“Nanti Ayah jelaskan, ya kalau sudah berada di tempat baru.” Nurdi menjawab dengan lembut.
Kalimat yang sangat terasa nyaman untuknya menjadi menurutinya tanpa bertanya apa pun lagi.
Keinginan Sukma untuk mengetahui sesuatu yang terjadi pada keluarganya sangat besar, tetapi ia menyadari bahwa bukan kapasitas untuk mengetahui segalanya karena ada batasan antara anak dan orang tua.
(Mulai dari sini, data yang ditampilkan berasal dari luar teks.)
use tracing::debug;

use crate::types::AcknowledgedSet;

/// Callback invoked with `(percentage, phase_label)`.
///
/// `percentage` is in `[0, 100]`.
pub type ProgressCallback = Box<dyn FnMut(f64, &str) + Send>;

/// Forwards progress to an optional callback.
///
/// Values are never reported below one this reporter already reported, even
/// across [`set_callback`](Self::set_callback), and nothing is forwarded once
/// silenced.
pub struct ProgressReporter {
    callback: Option<ProgressCallback>,
    last: f64,
    silenced: bool,
}

impl ProgressReporter {
    pub fn new(callback: Option<ProgressCallback>) -> Self {
        Self {
            callback,
            last: 0.0,
            silenced: false,
        }
    }

    /// Reports an explicit percentage.
    pub fn report(&mut self, percentage: f64, phase: &str) {
        if self.silenced {
            return;
        }
        let percentage = percentage.clamp(0.0, 100.0);
        if percentage < self.last {
            debug!(
                last = self.last,
                percentage, "dropping regressive progress report"
            );
            return;
        }
        self.last = percentage;
        if let Some(cb) = self.callback.as_mut() {
            cb(percentage, phase);
        }
    }

    /// Reports the share of acknowledged chunks.
    pub fn report_acknowledged(&mut self, acked: &AcknowledgedSet, phase: &str) {
        self.report(acked.percentage(), phase);
    }

    /// Swaps the callback; the floor stays where it was.
    pub fn set_callback(&mut self, callback: Option<ProgressCallback>) {
        self.callback = callback;
    }

    /// Stops forwarding for good.
    pub fn silence(&mut self) {
        self.silenced = true;
    }

    /// Last reported percentage.
    pub fn last(&self) -> f64 {
        self.last
    }
}

#[cfg(test)]
mod tests {
    use super::*;
    use std::sync::{Arc, Mutex};

    fn recording() -> (ProgressReporter, Arc<Mutex<Vec<(f64, String)>>>) {
        let seen = Arc::new(Mutex::new(Vec::new()));
        let s = Arc::clone(&seen);
        let reporter = ProgressReporter::new(Some(Box::new(move |p: f64, phase: &str| {
            s.lock().unwrap().push((p, phase.to_string()));
        })));
        (reporter, seen)
    }

    #[test]
    fn forwards_reports() {
        let (mut reporter, seen) = recording();
        reporter.report(50.0, "uploading");
        let seen = seen.lock().unwrap();
        assert_eq!(seen.as_slice(), &[(50.0, "uploading".to_string())]);
    }

    #[test]
    fn drops_regression() {
        let (mut reporter, seen) = recording();
        reporter.report(60.0, "uploading");
        reporter.report(30.0, "uploading");
        assert_eq!(seen.lock().unwrap().len(), 1);
        assert_eq!(reporter.last(), 60.0);
    }

    #[test]
    fn new_callback_keeps_floor() {
        let (mut reporter, first) = recording();
        reporter.report(60.0, "uploading");

        let second = Arc::new(Mutex::new(Vec::new()));
        let s = Arc::clone(&second);
        reporter.set_callback(Some(Box::new(move |p: f64, phase: &str| {
            s.lock().unwrap().push((p, phase.to_string()));
        })));
        reporter.report(30.0, "uploading");
        reporter.report(70.0, "uploading");

        assert_eq!(first.lock().unwrap().len(), 1);
        assert_eq!(
            second.lock().unwrap().as_slice(),
            &[(70.0, "uploading".to_string())]
        );
    }

    #[test]
    fn clamps_to_hundred() {
        let (mut reporter, seen) = recording();
        reporter.report(150.0, "done");
        assert_eq!(seen.lock().unwrap()[0].0, 100.0);
    }

    #[test]
    fn silenced_reporter_is_quiet() {
        let (mut reporter, seen) = recording();
        reporter.silence();
        reporter.report(10.0, "uploading");
        assert!(seen.lock().unwrap().is_empty());
    }

    #[test]
    fn acknowledged_share() {
        let (mut reporter, seen) = recording();
        let mut acked = AcknowledgedSet::new(3);
        acked.insert(0).unwrap();
        reporter.report_acknowledged(&acked, "uploading");
        let p = seen.lock().unwrap()[0].0;
        assert!((p - 100.0 / 3.0).abs() < 1e-9);
    }

    #[test]
    fn no_callback_is_fine() {
        let mut reporter = ProgressReporter::new(None);
        reporter.report(10.0, "uploading");
        assert_eq!(reporter.last(), 10.0);
    }
}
Semua itu masih ada dalam benaknya, tetapi keingintahuan yang sangat besar terkadang melampaui batas dan menganggap semua masalah keluarga harus diketahui olehnya agar tidak menyusahkan orang tua dan berpikir untuk bisa membantu dalam menemukan solusi dari setiap permasalahan.
Namun, semua itu salah. Sukma masih belum mampu untuk membantu orang tuanya, tetapi keadaan sudah memaksa dirinya untuk berpikir dan bertindak dewasa di usianya saat ini.
Sukma cukup lama hidup dengan kebutuhan serba berlebihan dan fasilitas yang lengkap. Kini, ia harus meninggalkan semua itu setelah masalah yang menimpa ayahnya.
Sukma pindah dari rumah yang sangat luas dan megah ke rumah sederhana yang tidak memiliki kamar tidur dengan tempat tidur susun, meja kayu dan kamar mandi luar. Koper dan tas lainnya disusun sangat rapi dengan cara Nurdi.
Ia meneteskan air mata ketika melihat kondisi rumah yang tidak ada seperempat dari rumah yang dulu.
Dada terasa sesak ketika mengingat semua kepemilikannya tanpa mengeluh dan bertanya.
“Kita tinggal di rumah ini?” tanya Cassandra dengan intonasi penekanan.
“Iya. Sisa uang yang Ayah miliki hanya cukup menyewa rumah ini.”
“Menyewa?” tekan Cassandra sambil membulatkan bola matanya dan menatap nanar pada Nurdi.
“Iya. Maaf.”
“Maaf, kamu harus mengembalikan semua yang dulu. Aku sudah bilang sama kamu bahwa aku tidak bisa hidup susah dan seperti ini sampai kamar mandi campur dengan orang lain. Aku tidak bisa, Nurdi!” sungut Cassandra sampai wajahnya memerah.
“Semua juga karena kamu. Uang bulanan yang kukirim itu sudah cukup untuk kamu dan anak-anak, tapi kamu malah meminjam uang yang ada bunganya. Jadi, aku membayar semua utangmu dan hanya bisa menyewa rumah ini!” Nurdi menjawab dengan intonasi penekanan.
“Kamu menyalahkan aku?” Ibu tidak terima disalahkan.
Pertengkaran adu mulut pun terjadi. Sukma keluar dari rumah barunya ketika melihat orang tua bertengkar seperti itu. Mereka tidak menyadari bahwa di sekitar ada keempat anaknya.
Isak tangis pun pecah ketika ibu dan ayah selalu bertengkar setiap berbicara. Mereka seperti tidak ada yang ingin mengalah satu sama lain terkait situasi yang bisa terjadi kapanpun.
Keluarga Sukma menjadi berantakan sampai kehilangan harta yang berlimpah.
Sukma tidak peduli sampai tidak memiliki harta karena hanya menginginkan kedamaian, cinta dan kasih dalam keluarganya.